**Exercise description:** Within the material below, find each line bearing the word "UnsortedEnds" and present it.
━━━━━━━━
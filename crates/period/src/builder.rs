//! Term range construction: pairs start and end boundaries into validated ranges.

use chrono::NaiveDate;
use tracing::debug;

use crate::calculator::PeriodCalculator;
use crate::error::PeriodError;
use crate::range::DateRange;
use crate::trim::TrimPolicy;
use crate::walker::{ending_dates, starting_dates};

/// Builds the ordered sequence of terms covering `[start, end]`.
///
/// Partial terms at either edge are kept or dropped according to `trim`.
/// The result is ascending and contiguous at the calculator's cadence.
///
/// # Errors
///
/// - [`PeriodError::InvalidRange`] if `start > end`.
/// - Any invalid-state error from [`pair_boundaries`], which indicates a
///   calculator producing inconsistent boundaries.
/// - [`PeriodError::Calendar`] if a boundary is not representable.
///
/// # Example
///
/// ```
/// use chrono::NaiveDate;
/// use kalends_period::{MonthCalculator, TrimPolicy, term_ranges};
///
/// let d = |y, m, day| NaiveDate::from_ymd_opt(y, m, day).unwrap();
/// let ranges = term_ranges(&MonthCalculator, d(2025, 1, 15), d(2025, 4, 10), TrimPolicy::BOTH).unwrap();
/// assert_eq!(ranges.len(), 2);
/// assert_eq!(ranges[0].bounds(), Some((d(2025, 2, 1), d(2025, 2, 28))));
/// assert_eq!(ranges[1].bounds(), Some((d(2025, 3, 1), d(2025, 3, 31))));
/// ```
#[tracing::instrument(level = "debug", skip(calc))]
pub fn term_ranges<C: PeriodCalculator + ?Sized>(
    calc: &C,
    start: NaiveDate,
    end: NaiveDate,
    trim: TrimPolicy,
) -> Result<Vec<DateRange>, PeriodError> {
    if start > end {
        return Err(PeriodError::InvalidRange { start, end });
    }
    // BTreeSet iteration is ascending.
    let starts: Vec<NaiveDate> = starting_dates(calc, start, end, trim.leading)?
        .into_iter()
        .collect();
    let ends: Vec<NaiveDate> = ending_dates(calc, start, end, trim.trailing)?
        .into_iter()
        .collect();
    pair_boundaries(&starts, &ends, trim)
}

/// Pairs ascending start and end boundaries into date ranges.
///
/// The counts must agree with `trim`: equal when nothing is trimmed, and
/// otherwise the trimmed side may be exactly one shorter. End boundaries
/// before the first start are discarded. Pairing then proceeds by index over
/// the remaining ends and checks that starts and ends never decrease.
///
/// Returns an empty vector when either side is empty or no end follows the
/// first start.
///
/// # Errors
///
/// - [`PeriodError::BoundaryCountMismatch`] for counts that `trim` does not allow.
/// - [`PeriodError::UnsortedStarts`] / [`PeriodError::UnsortedEnds`] for
///   boundaries that are not ascending.
/// - [`PeriodError::InvertedTerm`] when a start is paired with an earlier end.
pub fn pair_boundaries(
    starts: &[NaiveDate],
    ends: &[NaiveDate],
    trim: TrimPolicy,
) -> Result<Vec<DateRange>, PeriodError> {
    validate_counts(starts.len(), ends.len(), trim)?;

    let Some(&first_start) = starts.first() else {
        return Ok(Vec::new());
    };
    if ends.is_empty() {
        return Ok(Vec::new());
    }

    let in_range_ends: Vec<NaiveDate> = ends
        .iter()
        .copied()
        .filter(|end| *end >= first_start)
        .collect();
    let Some(&first_end) = in_range_ends.first() else {
        return Ok(Vec::new());
    };

    let mut ranges = Vec::with_capacity(in_range_ends.len());
    let mut previous_start = first_start;
    let mut previous_end = first_end;
    for (i, &term_end) in in_range_ends.iter().enumerate() {
        let Some(&term_start) = starts.get(i) else {
            // More in-range ends than starts: the counts were valid but the
            // boundaries are not aligned.
            return Err(PeriodError::BoundaryCountMismatch {
                starts: starts.len(),
                ends: in_range_ends.len(),
                trim,
            });
        };
        if term_start < previous_start {
            return Err(PeriodError::UnsortedStarts {
                previous: previous_start,
                current: term_start,
            });
        }
        if term_end < previous_end {
            return Err(PeriodError::UnsortedEnds {
                previous: previous_end,
                current: term_end,
            });
        }
        if term_start > term_end {
            return Err(PeriodError::InvertedTerm {
                start: term_start,
                end: term_end,
            });
        }
        ranges.push(DateRange {
            start: Some(term_start),
            end: Some(term_end),
        });
        previous_start = term_start;
        previous_end = term_end;
    }

    debug!(
        n_starts = starts.len(),
        n_ends = ends.len(),
        n_ranges = ranges.len(),
        "paired term boundaries"
    );
    Ok(ranges)
}

/// Checks the start/end count relationship allowed by `trim`.
fn validate_counts(starts: usize, ends: usize, trim: TrimPolicy) -> Result<(), PeriodError> {
    let equal = starts == ends;
    let starts_short = starts + 1 == ends;
    let ends_short = ends + 1 == starts;
    let allowed = match (trim.leading, trim.trailing) {
        (false, false) => equal,
        (true, false) => equal || starts_short,
        (false, true) => equal || ends_short,
        (true, true) => equal || starts_short || ends_short,
    };
    if allowed {
        Ok(())
    } else {
        Err(PeriodError::BoundaryCountMismatch { starts, ends, trim })
    }
}
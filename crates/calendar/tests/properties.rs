//! Property tests over a wide window of Gregorian dates.

use chrono::{Datelike, NaiveDate};
use kalends_calendar::{
    days_from_sunday, days_in_month, first_of_month, last_of_month, shift_days, shift_months,
};
use quickcheck_macros::quickcheck;

/// Maps an arbitrary integer onto a date between 1600-01-01 and roughly 2400.
fn date_from(seed: u32) -> NaiveDate {
    let base = NaiveDate::from_ymd_opt(1600, 1, 1).unwrap();
    shift_days(base, i64::from(seed % 292_000)).unwrap()
}

#[quickcheck]
fn day_shift_is_reversible(seed: u32, days: i16) -> bool {
    let date = date_from(seed);
    let days = i64::from(days);
    let there = shift_days(date, days).unwrap();
    shift_days(there, -days).unwrap() == date
}

#[quickcheck]
fn month_shift_lands_in_target_month(seed: u32, months: i8) -> bool {
    let date = date_from(seed);
    let months = i32::from(months);
    let shifted = shift_months(date, months).unwrap();
    let from_index = date.year() * 12 + date.month0() as i32;
    let to_index = shifted.year() * 12 + shifted.month0() as i32;
    to_index - from_index == months && shifted.day() <= date.day()
}

#[quickcheck]
fn month_bounds_enclose_date(seed: u32) -> bool {
    let date = date_from(seed);
    let first = first_of_month(date);
    let last = last_of_month(date);
    first <= date
        && date <= last
        && first.day() == 1
        && last.day() == days_in_month(date.year(), date.month()).unwrap()
}

#[quickcheck]
fn sunday_anchor_is_a_sunday(seed: u32) -> bool {
    let date = date_from(seed);
    let sunday = shift_days(date, -i64::from(days_from_sunday(date))).unwrap();
    days_from_sunday(sunday) == 0 && (date - sunday).num_days() < 7
}
//! Date sequence generation.

use chrono::NaiveDate;

/// Generates every calendar date in the inclusive interval `[start, end]`.
///
/// Returns an empty vector when `start > end`. Month and year boundaries,
/// including leap days, are handled by the underlying date type.
///
/// # Example
///
/// ```
/// use chrono::NaiveDate;
/// use kalends_calendar::daily_sequence;
///
/// let start = NaiveDate::from_ymd_opt(2024, 2, 28).unwrap();
/// let end = NaiveDate::from_ymd_opt(2024, 3, 1).unwrap();
/// let dates = daily_sequence(start, end);
/// assert_eq!(dates.len(), 3); // Feb 28, Feb 29, Mar 1
/// ```
pub fn daily_sequence(start: NaiveDate, end: NaiveDate) -> Vec<NaiveDate> {
    if start > end {
        return Vec::new();
    }
    let n_days = (end - start).num_days() as usize + 1;
    let mut dates = Vec::with_capacity(n_days);
    dates.extend(start.iter_days().take(n_days));
    dates
}
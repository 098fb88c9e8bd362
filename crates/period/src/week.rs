//! Sunday-anchored weekly periods.

use chrono::NaiveDate;
use kalends_calendar::{days_from_sunday, shift_days};

use crate::calculator::PeriodCalculator;
use crate::error::PeriodError;

/// Calculator for seven-day weeks running Sunday through Saturday.
#[derive(Debug, Clone, Copy, Default, PartialEq, Eq)]
pub struct WeekCalculator;

impl PeriodCalculator for WeekCalculator {
    fn start_of_current(&self, date: NaiveDate) -> Result<NaiveDate, PeriodError> {
        Ok(shift_days(date, -i64::from(days_from_sunday(date)))?)
    }

    fn increment(&self, date: NaiveDate, units: i32) -> Result<NaiveDate, PeriodError> {
        Ok(shift_days(date, 7 * i64::from(units))?)
    }

    fn end_of_boundary(&self, period_start: NaiveDate) -> Result<NaiveDate, PeriodError> {
        Ok(shift_days(period_start, 6)?)
    }
}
━━━━━━━━
**Output below:**
/// - [`PeriodError::UnsortedStarts`] / [`PeriodError::UnsortedEnds`] for
            return Err(PeriodError::UnsortedEnds {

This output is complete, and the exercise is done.